Copy out each line featuring the string "super" from the entries beneath.

Given data >>
================================

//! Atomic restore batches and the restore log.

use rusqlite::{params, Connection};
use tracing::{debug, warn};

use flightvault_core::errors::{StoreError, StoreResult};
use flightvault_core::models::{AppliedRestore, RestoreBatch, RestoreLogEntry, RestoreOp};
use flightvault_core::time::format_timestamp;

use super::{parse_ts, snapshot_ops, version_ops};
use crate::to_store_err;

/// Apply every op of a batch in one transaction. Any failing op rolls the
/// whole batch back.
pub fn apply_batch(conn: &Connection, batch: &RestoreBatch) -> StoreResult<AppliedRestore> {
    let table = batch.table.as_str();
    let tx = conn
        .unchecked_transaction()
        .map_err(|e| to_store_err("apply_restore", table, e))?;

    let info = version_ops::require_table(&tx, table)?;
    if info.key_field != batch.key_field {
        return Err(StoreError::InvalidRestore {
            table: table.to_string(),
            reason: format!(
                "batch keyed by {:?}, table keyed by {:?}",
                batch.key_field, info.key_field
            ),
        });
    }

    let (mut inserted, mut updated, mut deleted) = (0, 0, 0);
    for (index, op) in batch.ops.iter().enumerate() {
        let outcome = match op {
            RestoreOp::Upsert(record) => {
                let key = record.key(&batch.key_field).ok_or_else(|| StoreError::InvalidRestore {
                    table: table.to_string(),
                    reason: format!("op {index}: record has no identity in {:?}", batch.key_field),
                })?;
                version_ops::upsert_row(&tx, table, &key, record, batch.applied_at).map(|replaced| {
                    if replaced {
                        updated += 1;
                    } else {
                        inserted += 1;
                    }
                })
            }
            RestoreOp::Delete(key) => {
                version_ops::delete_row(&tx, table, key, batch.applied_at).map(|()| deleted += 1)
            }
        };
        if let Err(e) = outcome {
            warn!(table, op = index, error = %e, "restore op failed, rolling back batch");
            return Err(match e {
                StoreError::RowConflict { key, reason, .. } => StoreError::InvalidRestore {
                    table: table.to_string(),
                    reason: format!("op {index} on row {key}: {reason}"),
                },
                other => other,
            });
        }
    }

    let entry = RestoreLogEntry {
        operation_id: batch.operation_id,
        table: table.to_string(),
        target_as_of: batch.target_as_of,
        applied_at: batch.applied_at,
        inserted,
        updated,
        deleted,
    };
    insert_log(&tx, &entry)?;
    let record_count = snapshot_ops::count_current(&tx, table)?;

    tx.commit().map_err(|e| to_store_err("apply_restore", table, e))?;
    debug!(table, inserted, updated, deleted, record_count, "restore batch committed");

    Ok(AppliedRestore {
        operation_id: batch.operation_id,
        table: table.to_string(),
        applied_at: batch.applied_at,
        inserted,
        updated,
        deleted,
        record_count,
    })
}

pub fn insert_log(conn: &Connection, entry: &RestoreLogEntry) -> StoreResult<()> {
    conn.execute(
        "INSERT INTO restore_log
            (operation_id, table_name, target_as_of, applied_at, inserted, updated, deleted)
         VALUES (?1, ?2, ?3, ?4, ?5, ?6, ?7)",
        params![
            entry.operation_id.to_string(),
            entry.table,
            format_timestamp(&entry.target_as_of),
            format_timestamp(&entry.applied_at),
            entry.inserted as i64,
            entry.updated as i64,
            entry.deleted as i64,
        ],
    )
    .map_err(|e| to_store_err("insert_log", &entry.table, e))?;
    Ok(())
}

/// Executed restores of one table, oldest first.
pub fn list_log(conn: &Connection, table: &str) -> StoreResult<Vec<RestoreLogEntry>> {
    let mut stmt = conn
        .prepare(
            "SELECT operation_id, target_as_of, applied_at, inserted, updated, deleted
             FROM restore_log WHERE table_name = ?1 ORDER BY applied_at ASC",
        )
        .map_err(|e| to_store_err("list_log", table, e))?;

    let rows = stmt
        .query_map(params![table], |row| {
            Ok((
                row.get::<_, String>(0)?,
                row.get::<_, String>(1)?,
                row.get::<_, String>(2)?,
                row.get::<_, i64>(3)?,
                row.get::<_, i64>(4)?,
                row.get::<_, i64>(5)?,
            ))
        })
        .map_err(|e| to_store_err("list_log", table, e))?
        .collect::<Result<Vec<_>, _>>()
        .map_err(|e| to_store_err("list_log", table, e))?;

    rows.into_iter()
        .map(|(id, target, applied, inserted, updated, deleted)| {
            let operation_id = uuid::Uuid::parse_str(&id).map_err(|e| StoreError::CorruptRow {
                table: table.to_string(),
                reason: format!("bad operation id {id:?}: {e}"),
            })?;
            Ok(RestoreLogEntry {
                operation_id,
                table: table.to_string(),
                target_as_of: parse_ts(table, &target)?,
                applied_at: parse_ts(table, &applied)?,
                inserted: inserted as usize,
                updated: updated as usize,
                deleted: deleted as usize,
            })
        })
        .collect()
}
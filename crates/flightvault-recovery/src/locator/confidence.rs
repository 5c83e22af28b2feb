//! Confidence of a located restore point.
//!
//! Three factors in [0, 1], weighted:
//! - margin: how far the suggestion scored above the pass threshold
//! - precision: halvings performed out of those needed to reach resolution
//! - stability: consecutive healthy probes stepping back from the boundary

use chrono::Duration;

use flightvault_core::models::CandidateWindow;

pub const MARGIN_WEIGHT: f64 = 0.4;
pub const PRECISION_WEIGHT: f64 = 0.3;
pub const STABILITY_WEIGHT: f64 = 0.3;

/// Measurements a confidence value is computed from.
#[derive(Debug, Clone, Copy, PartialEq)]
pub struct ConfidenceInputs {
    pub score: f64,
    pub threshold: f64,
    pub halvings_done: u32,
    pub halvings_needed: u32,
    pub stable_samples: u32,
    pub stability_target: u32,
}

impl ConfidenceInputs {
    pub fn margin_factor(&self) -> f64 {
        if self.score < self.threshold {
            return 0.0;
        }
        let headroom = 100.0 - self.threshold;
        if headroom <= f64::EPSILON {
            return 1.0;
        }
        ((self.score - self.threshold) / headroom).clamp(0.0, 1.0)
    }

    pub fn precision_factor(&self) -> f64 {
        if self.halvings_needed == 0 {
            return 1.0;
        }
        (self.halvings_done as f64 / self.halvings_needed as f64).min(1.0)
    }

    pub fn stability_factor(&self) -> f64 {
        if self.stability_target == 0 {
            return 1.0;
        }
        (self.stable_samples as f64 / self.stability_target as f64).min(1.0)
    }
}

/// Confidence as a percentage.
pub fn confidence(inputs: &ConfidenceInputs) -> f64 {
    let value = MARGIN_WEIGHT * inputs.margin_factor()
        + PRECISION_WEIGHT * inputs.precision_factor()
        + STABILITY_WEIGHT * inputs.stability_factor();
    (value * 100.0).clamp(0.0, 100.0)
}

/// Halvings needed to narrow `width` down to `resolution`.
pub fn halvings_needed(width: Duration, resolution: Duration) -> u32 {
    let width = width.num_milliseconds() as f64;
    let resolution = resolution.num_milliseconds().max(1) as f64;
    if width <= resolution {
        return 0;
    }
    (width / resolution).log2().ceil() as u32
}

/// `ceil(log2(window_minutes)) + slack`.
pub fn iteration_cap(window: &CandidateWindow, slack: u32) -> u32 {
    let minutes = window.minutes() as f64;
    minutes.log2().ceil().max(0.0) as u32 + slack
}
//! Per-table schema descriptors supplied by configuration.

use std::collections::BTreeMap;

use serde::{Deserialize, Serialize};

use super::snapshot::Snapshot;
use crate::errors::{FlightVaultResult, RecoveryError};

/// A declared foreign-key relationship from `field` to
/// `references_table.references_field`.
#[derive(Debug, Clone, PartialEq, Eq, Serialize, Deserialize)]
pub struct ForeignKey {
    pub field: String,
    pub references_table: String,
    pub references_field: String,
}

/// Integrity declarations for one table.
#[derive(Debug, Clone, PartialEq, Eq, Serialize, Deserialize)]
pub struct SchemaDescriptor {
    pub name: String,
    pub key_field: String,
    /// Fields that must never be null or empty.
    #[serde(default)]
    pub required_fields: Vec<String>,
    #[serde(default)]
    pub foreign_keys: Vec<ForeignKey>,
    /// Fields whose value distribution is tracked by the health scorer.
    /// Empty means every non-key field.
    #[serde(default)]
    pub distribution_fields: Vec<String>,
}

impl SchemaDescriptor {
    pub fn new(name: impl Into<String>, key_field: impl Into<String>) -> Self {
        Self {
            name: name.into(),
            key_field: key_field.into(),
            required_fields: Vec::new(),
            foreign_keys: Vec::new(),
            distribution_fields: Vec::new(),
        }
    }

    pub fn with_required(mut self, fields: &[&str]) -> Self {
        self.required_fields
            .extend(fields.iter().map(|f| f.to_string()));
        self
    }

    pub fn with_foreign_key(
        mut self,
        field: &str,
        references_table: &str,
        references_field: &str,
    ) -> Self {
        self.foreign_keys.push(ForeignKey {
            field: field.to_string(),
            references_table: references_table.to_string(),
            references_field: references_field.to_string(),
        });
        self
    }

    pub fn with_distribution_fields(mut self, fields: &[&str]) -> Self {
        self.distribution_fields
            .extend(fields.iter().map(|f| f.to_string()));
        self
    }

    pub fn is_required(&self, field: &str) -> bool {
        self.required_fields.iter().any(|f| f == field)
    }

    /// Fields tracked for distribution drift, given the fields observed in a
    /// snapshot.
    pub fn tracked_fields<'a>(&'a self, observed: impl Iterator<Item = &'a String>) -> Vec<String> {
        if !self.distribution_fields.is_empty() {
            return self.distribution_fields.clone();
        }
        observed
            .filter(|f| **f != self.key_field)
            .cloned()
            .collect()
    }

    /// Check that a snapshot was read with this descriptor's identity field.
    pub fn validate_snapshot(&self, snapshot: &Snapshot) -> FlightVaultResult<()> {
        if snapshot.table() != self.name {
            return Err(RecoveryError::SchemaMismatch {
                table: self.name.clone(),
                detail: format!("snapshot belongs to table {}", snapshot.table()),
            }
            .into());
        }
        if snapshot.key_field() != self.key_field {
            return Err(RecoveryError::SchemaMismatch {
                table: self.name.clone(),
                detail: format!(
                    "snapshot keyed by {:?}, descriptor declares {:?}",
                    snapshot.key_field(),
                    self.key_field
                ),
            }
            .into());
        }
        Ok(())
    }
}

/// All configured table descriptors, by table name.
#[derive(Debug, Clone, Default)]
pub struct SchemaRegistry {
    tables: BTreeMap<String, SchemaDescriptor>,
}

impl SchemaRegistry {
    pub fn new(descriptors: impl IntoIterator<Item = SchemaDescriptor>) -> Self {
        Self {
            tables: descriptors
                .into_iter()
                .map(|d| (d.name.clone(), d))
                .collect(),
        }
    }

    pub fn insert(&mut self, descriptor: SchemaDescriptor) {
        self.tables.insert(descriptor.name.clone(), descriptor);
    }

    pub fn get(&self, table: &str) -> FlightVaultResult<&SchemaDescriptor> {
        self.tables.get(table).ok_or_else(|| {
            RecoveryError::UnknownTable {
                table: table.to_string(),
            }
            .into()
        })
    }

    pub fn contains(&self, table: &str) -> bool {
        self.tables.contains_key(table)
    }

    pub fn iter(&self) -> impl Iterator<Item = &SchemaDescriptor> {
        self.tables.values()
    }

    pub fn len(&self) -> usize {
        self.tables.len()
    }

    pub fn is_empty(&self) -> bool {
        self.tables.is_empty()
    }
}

================================

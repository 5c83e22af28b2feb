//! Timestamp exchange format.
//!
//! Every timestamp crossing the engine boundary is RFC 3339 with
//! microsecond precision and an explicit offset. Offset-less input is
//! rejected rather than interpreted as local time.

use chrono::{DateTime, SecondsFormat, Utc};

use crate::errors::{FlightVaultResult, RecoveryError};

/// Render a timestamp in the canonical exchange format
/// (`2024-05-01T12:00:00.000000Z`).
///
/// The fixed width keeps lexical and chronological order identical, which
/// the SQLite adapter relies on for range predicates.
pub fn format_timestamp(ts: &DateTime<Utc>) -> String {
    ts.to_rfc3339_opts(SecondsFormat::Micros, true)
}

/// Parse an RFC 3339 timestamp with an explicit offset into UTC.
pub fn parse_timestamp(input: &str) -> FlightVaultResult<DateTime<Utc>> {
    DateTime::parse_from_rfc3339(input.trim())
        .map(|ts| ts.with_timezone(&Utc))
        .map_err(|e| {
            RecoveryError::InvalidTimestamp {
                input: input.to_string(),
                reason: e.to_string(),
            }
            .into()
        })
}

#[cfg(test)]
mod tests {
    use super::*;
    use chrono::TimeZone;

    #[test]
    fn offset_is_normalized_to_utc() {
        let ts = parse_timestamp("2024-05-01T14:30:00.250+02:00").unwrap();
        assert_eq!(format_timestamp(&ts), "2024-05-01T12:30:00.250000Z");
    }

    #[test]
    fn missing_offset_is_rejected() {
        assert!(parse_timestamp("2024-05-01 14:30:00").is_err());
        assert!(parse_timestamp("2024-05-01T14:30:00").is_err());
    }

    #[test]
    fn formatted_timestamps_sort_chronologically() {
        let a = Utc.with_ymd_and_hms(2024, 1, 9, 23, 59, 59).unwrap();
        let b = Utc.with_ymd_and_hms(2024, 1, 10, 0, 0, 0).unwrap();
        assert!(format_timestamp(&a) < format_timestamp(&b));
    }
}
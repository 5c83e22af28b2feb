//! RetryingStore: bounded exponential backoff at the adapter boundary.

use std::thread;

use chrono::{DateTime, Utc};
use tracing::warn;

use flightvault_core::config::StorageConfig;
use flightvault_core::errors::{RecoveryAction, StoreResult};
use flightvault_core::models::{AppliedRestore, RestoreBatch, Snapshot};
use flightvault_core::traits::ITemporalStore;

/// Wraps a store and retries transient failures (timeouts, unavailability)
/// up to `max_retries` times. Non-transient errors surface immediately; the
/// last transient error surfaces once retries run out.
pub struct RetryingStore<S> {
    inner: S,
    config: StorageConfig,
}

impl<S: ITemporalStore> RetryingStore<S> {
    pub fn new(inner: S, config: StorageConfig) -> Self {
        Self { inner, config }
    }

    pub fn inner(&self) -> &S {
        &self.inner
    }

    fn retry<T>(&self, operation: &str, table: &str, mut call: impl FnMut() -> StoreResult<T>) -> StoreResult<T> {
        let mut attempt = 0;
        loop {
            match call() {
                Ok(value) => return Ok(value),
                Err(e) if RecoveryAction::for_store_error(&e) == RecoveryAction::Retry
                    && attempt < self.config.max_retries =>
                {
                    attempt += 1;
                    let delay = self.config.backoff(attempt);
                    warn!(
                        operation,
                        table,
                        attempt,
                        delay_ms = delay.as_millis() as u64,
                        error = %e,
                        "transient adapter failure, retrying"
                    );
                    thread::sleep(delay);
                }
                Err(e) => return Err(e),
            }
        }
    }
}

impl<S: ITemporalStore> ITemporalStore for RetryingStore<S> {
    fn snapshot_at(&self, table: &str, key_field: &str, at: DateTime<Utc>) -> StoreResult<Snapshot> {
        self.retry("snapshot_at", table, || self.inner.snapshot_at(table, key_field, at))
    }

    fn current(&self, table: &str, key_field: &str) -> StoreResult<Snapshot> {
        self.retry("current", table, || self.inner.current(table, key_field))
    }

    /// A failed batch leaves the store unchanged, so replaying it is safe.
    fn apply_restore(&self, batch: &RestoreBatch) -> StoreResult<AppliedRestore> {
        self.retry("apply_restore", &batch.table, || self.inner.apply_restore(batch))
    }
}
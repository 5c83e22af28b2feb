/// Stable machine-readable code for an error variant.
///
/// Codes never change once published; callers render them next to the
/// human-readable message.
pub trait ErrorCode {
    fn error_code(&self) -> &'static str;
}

================================

Exercise response >>
use super::{parse_ts, snapshot_ops, version_ops};
use super::snapshot::Snapshot;
    use super::*;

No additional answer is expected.